**About this exercise**
Starting at the line that contains "to durable storage.", transcribe each line exactly through the last line of the data. Include nothing else.
Content starts
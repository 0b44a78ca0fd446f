//! Storage backend trait definition.

use crate::error::StorageResult;

/// A low-level byte store holding one log segment.
///
/// Storage backends are **opaque byte stores**. They provide simple operations
/// for reading, appending, flushing and truncating data. The log format
/// (headers, entries, checkpoints) is interpreted entirely by `tidelog_core`.
///
/// # Invariants
///
/// - `append` returns the offset where data was written
/// - `read_at` returns exactly the bytes previously written at that offset
/// - `flush` ensures all appended data is durable
/// - `truncate` never grows the store
/// - Backends must be `Send + Sync` for concurrent access
///
/// # Implementors
///
/// - [`super::InMemoryBackend`] - For testing
/// - [`super::FileBackend`] - For persistent storage
pub trait StorageBackend: Send + Sync {
    /// Reads `len` bytes starting at `offset`.
    ///
    /// # Errors
    ///
    /// Returns an error if:
    /// - The offset is beyond the current size
    /// - The read would extend beyond the current size
    /// - An I/O error occurs
    fn read_at(&self, offset: u64, len: usize) -> StorageResult<Vec<u8>>;

    /// Appends data to the end of the storage.
    ///
    /// Returns the offset where the data was written.
    ///
    /// # Errors
    ///
    /// Returns an error if an I/O error occurs.
    fn append(&mut self, data: &[u8]) -> StorageResult<u64>;

    /// Flushes all pending writes to the operating system.
    ///
    /// # Errors
    ///
    /// Returns an error if the flush operation fails.
    fn flush(&mut self) -> StorageResult<()>;

    /// Returns the current size of the storage in bytes.
    ///
    /// This is the offset where the next `append` will write.
    ///
    /// # Errors
    ///
    /// Returns an error if the size cannot be determined.
    fn size(&self) -> StorageResult<u64>;

    /// Syncs all data and metadata to durable storage.
    ///
    /// This is a stronger guarantee than `flush` - it ensures that
    /// file metadata (size, timestamps) is also durable.
    ///
    /// # Errors
    ///
    /// Returns an error if the sync operation fails.
    fn sync(&mut self) -> StorageResult<()>;

    /// Truncates the storage to the given size.
    ///
    /// Recovery uses this to cut a segment back to the last position it
    /// could replay, after the removed bytes have been archived.
    ///
    /// # Errors
    ///
    /// Returns an error if:
    /// - The truncation fails
    /// - `new_size` is greater than current size
    fn truncate(&mut self, new_size: u64) -> StorageResult<()>;

    /// Reads everything from `offset` to the current end.
    ///
    /// # Errors
    ///
    /// Returns an error if `offset` is past the end or the read fails.
    fn read_from(&self, offset: u64) -> StorageResult<Vec<u8>> {
        let size = self.size()?;
        let len = usize::try_from(size.saturating_sub(offset)).unwrap_or(usize::MAX);
        self.read_at(offset, len)
    }
}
Content ends
**Response area**
    /// Syncs all data and metadata to durable storage.
    ///
    /// This is a stronger guarantee than `flush` - it ensures that
    /// file metadata (size, timestamps) is also durable.
    ///
    /// # Errors
    ///
    /// Returns an error if the sync operation fails.
    fn sync(&mut self) -> StorageResult<()>;

    /// Truncates the storage to the given size.
    ///
    /// Recovery uses this to cut a segment back to the last position it
    /// could replay, after the removed bytes have been archived.
    ///
    /// # Errors
    ///
    /// Returns an error if:
    /// - The truncation fails
    /// - `new_size` is greater than current size
    fn truncate(&mut self, new_size: u64) -> StorageResult<()>;

    /// Reads everything from `offset` to the current end.
    ///
    /// # Errors
    ///
    /// Returns an error if `offset` is past the end or the read fails.
    fn read_from(&self, offset: u64) -> StorageResult<Vec<u8>> {
        let size = self.size()?;
        let len = usize::try_from(size.saturating_sub(offset)).unwrap_or(usize::MAX);
        self.read_at(offset, len)
    }
}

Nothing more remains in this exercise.